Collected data

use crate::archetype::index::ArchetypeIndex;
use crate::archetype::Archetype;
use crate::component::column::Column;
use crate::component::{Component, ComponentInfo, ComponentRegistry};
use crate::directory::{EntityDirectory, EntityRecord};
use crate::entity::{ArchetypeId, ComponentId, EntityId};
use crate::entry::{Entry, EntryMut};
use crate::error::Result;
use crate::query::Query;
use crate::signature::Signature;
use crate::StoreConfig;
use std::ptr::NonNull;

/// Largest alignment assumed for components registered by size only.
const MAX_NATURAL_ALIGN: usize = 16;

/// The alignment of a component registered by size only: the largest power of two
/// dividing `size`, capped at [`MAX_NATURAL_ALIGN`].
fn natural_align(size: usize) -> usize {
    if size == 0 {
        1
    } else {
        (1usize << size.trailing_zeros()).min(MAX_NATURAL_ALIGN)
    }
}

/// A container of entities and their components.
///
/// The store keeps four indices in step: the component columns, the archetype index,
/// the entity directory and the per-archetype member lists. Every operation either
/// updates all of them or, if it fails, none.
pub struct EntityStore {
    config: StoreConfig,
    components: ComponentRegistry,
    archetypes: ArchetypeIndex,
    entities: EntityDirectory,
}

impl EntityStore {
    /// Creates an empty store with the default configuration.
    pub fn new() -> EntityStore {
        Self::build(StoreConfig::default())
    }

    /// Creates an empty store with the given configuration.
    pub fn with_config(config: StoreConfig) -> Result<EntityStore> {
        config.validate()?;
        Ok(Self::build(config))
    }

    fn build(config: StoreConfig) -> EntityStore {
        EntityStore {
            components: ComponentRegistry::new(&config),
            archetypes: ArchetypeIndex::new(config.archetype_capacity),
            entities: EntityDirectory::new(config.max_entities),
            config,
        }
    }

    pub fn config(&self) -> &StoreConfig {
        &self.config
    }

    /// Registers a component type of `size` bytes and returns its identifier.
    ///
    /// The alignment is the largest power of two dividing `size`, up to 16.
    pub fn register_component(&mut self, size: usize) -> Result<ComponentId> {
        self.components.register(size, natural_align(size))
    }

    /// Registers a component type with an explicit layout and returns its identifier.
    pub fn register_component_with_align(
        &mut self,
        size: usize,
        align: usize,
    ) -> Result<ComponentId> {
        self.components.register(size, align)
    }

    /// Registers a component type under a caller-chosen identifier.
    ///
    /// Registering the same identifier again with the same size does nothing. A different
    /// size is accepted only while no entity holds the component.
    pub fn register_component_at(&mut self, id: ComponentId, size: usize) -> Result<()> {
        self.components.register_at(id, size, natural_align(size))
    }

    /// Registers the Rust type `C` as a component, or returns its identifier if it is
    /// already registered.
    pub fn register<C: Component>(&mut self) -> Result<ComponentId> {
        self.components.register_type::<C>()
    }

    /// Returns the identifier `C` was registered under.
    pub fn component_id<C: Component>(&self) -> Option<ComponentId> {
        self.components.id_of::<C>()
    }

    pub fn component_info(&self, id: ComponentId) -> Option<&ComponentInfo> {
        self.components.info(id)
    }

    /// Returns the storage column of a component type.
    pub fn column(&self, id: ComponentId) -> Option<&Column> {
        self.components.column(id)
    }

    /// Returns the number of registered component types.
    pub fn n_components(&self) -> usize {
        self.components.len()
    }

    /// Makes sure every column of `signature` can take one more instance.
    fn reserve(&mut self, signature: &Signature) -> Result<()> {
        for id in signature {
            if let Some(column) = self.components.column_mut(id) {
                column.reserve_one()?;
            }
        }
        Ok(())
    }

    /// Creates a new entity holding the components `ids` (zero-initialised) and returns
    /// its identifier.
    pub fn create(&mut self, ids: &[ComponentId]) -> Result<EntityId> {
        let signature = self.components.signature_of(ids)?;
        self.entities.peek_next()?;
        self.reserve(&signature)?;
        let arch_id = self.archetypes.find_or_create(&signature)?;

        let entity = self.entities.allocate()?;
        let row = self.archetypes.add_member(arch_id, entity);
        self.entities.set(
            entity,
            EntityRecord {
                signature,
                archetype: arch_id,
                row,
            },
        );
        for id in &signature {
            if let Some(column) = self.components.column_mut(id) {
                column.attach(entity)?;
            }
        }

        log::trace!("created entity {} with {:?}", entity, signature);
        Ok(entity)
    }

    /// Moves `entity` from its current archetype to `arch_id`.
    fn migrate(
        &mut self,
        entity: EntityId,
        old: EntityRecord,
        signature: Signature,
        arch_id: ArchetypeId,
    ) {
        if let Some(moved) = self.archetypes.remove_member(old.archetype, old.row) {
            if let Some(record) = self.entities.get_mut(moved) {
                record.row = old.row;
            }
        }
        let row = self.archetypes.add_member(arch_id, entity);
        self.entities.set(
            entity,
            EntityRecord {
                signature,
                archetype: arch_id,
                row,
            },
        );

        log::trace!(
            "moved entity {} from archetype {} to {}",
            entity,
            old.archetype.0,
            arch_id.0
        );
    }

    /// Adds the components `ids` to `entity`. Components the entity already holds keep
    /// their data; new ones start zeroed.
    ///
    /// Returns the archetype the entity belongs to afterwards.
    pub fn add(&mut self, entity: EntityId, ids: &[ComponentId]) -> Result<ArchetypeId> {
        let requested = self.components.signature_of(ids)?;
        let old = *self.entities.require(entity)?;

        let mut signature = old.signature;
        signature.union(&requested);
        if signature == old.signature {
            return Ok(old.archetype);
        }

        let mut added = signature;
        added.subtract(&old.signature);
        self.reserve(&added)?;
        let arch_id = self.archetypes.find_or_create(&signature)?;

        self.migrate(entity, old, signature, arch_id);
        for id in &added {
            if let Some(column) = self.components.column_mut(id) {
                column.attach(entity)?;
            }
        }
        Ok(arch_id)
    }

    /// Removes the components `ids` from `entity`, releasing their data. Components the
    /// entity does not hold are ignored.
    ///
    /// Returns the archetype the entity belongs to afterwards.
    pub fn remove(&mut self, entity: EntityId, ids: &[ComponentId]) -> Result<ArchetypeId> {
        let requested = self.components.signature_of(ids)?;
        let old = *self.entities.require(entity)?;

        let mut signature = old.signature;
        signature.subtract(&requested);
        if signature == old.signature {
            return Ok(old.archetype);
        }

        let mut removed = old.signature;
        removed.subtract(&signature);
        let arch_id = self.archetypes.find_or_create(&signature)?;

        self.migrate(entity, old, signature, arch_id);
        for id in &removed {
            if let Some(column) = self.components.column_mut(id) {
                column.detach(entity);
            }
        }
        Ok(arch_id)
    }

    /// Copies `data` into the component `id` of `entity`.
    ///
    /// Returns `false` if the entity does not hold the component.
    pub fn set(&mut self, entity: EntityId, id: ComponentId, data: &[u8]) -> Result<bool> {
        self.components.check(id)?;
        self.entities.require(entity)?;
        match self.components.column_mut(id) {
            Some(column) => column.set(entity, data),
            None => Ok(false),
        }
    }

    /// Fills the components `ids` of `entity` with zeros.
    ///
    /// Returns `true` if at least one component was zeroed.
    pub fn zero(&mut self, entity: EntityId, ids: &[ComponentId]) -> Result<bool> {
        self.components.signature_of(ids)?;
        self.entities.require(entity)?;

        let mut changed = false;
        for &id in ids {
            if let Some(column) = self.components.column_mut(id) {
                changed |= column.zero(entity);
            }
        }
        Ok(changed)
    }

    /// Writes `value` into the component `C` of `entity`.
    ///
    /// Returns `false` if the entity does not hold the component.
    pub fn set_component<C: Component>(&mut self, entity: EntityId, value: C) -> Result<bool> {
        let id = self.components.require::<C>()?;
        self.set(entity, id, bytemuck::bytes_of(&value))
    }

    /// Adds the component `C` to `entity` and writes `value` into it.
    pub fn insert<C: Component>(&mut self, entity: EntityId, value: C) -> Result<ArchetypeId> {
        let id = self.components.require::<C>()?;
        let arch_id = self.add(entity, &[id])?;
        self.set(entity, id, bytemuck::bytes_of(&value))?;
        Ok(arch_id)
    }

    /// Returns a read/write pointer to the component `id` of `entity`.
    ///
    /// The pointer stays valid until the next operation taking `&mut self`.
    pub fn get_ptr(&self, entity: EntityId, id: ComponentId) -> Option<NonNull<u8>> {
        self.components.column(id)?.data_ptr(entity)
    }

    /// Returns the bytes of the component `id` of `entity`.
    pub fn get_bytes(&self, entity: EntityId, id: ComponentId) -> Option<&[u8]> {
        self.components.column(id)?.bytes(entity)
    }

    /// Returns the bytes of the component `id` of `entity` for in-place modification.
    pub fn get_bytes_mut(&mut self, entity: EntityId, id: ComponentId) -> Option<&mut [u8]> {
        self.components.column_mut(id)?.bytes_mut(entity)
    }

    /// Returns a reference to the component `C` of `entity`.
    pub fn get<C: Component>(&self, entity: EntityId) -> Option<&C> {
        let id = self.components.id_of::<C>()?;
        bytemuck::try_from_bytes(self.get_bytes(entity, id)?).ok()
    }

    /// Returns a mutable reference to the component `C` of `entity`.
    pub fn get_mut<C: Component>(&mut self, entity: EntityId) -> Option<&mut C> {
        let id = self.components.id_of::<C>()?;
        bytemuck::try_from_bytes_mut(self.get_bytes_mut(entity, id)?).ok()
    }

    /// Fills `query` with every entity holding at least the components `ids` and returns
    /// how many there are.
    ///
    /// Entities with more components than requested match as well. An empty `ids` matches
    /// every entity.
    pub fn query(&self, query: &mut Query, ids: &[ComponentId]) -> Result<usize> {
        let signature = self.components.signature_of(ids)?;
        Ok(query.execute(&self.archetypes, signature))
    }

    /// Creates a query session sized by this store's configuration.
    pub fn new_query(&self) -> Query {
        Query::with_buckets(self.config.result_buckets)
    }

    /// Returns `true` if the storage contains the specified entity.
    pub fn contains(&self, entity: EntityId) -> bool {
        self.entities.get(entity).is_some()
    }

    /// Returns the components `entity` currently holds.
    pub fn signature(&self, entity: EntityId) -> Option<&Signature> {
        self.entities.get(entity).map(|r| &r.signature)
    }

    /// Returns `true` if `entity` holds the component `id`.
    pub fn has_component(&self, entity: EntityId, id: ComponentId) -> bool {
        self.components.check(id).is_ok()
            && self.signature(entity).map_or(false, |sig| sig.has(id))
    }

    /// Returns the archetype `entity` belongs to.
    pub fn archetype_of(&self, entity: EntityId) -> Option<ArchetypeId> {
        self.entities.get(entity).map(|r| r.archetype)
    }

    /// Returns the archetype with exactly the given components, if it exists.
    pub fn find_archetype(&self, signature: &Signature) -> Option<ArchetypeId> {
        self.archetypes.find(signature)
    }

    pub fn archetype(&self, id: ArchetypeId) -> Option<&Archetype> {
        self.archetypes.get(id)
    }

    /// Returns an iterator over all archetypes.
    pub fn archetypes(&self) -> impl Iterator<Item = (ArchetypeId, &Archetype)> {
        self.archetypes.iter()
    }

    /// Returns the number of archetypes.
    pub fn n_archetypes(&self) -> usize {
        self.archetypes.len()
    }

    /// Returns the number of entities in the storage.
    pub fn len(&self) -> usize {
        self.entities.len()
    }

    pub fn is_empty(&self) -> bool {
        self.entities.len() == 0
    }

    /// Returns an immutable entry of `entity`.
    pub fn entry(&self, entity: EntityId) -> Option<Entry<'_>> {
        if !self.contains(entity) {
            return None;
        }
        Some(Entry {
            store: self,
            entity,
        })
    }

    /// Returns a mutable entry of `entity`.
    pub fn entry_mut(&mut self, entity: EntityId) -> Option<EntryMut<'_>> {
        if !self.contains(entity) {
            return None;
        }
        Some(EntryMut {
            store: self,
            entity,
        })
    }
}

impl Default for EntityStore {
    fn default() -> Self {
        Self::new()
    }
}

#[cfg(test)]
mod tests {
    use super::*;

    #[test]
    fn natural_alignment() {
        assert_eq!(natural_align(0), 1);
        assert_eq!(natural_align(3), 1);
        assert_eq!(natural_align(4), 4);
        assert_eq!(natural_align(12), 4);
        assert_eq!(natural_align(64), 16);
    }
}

---

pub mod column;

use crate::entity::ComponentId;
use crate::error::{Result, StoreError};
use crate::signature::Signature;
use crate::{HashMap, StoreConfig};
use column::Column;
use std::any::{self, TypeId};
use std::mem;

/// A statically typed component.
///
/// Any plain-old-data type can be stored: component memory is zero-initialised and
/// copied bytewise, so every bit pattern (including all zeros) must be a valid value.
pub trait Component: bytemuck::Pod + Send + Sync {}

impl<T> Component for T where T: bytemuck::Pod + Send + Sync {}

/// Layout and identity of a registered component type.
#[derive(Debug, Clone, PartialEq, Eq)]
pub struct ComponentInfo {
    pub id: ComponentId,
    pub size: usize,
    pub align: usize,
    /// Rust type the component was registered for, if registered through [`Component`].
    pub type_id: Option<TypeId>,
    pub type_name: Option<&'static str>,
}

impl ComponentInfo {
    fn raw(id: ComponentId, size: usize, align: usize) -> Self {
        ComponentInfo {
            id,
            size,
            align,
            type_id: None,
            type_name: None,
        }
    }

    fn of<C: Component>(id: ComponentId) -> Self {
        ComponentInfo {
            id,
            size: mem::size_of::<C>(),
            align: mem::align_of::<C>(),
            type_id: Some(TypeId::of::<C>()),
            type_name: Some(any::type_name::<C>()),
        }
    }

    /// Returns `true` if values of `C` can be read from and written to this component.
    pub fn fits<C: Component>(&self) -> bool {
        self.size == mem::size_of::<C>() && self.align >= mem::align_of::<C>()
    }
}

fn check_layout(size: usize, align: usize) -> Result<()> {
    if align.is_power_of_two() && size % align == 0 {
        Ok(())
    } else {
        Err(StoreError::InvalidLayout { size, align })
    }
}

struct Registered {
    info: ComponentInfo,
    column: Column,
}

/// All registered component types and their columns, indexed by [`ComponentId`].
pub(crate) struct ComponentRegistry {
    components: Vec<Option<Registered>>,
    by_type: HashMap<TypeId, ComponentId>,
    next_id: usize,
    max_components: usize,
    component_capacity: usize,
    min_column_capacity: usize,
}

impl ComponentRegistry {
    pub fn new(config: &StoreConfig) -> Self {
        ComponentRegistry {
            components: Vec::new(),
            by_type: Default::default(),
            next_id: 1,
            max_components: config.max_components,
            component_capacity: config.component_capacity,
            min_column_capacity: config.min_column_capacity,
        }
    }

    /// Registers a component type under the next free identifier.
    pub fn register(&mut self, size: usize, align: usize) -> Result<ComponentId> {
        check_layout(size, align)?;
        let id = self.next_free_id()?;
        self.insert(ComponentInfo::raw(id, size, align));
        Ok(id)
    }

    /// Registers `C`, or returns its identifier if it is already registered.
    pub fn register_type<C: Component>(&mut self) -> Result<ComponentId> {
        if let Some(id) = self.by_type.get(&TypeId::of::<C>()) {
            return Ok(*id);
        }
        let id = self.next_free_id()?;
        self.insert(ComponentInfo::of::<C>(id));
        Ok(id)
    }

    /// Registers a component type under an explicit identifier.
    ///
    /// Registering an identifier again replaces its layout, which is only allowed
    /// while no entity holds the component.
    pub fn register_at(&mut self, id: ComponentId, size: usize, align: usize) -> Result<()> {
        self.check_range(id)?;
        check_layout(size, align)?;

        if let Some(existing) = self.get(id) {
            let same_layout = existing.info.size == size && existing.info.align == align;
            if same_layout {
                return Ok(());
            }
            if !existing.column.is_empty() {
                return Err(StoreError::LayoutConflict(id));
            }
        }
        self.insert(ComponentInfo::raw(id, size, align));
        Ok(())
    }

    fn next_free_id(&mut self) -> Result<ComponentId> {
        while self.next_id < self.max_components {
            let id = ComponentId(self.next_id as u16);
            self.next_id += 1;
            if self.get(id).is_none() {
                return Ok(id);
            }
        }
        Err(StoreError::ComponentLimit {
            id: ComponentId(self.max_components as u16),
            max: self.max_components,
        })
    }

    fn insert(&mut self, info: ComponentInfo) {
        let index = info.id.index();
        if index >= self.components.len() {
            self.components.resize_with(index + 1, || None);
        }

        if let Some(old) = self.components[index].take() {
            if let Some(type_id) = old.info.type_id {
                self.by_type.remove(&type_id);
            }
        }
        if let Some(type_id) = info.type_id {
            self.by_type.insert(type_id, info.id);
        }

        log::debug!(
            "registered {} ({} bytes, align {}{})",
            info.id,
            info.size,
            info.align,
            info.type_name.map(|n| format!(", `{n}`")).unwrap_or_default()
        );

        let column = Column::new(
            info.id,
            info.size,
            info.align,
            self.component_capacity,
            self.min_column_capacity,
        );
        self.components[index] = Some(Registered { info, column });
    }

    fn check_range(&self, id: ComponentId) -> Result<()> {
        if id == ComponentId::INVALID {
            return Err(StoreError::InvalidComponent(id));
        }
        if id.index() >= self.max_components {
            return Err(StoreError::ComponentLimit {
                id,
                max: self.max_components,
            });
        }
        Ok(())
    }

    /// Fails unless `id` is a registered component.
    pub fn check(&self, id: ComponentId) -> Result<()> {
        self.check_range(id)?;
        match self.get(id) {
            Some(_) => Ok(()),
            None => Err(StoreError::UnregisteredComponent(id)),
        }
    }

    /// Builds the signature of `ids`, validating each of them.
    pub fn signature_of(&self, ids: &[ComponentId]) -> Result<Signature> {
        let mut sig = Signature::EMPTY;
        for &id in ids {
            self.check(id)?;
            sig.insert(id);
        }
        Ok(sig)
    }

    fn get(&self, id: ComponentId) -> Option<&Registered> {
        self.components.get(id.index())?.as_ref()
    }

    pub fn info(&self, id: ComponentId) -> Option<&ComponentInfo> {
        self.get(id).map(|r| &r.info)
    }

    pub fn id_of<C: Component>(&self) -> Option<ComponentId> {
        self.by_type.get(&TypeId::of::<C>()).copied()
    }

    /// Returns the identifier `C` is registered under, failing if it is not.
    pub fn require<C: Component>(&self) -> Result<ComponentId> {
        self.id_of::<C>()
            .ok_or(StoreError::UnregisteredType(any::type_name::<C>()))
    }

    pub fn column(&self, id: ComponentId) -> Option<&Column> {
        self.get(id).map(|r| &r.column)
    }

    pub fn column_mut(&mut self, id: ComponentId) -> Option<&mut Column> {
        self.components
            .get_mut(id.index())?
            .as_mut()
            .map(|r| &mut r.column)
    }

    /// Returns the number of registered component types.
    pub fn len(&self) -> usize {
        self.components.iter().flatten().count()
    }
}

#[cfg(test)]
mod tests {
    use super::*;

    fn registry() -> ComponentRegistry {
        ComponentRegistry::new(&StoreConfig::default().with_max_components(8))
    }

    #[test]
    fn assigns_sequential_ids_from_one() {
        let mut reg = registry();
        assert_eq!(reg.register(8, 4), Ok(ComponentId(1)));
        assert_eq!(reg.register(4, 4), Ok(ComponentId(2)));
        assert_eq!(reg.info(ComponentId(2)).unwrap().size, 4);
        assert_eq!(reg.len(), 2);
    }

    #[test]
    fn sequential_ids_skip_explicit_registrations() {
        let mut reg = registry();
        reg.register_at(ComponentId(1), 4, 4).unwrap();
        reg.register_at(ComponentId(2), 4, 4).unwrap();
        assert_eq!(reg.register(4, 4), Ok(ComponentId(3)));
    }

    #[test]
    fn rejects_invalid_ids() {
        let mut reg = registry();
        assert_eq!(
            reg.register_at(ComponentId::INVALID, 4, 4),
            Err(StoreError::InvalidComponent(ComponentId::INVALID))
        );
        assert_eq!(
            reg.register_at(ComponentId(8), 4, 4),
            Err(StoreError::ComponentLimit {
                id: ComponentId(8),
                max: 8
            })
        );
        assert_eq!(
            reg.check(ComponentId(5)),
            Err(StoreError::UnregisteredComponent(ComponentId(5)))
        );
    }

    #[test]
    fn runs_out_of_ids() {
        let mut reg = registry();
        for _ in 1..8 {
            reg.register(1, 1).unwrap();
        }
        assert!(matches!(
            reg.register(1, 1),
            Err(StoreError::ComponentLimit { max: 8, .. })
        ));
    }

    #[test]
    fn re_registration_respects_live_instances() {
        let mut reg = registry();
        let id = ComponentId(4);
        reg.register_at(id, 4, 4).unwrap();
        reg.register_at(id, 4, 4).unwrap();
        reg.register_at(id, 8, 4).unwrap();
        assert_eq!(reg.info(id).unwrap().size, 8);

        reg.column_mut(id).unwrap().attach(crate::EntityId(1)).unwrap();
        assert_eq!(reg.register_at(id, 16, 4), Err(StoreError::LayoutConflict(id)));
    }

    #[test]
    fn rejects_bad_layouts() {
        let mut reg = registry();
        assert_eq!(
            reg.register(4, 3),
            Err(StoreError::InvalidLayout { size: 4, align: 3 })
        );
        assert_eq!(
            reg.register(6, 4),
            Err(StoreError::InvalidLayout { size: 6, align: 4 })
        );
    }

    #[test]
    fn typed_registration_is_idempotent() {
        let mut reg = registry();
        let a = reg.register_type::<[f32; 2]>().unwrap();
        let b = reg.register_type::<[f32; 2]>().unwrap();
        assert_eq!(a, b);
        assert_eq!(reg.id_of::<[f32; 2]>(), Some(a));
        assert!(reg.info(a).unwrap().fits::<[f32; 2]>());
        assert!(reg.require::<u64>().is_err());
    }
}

What is required: Starting at the line that contains "use crate::archetype::index::ArchetypeIndex;" and stopping after the line that contains "only: the largest power of two", write out every line exactly as it appears above, and no other line.

Solution for this task:
use crate::archetype::index::ArchetypeIndex;
use crate::archetype::Archetype;
use crate::component::column::Column;
use crate::component::{Component, ComponentInfo, ComponentRegistry};
use crate::directory::{EntityDirectory, EntityRecord};
use crate::entity::{ArchetypeId, ComponentId, EntityId};
use crate::entry::{Entry, EntryMut};
use crate::error::Result;
use crate::query::Query;
use crate::signature::Signature;
use crate::StoreConfig;
use std::ptr::NonNull;

/// Largest alignment assumed for components registered by size only.
const MAX_NATURAL_ALIGN: usize = 16;

/// The alignment of a component registered by size only: the largest power of two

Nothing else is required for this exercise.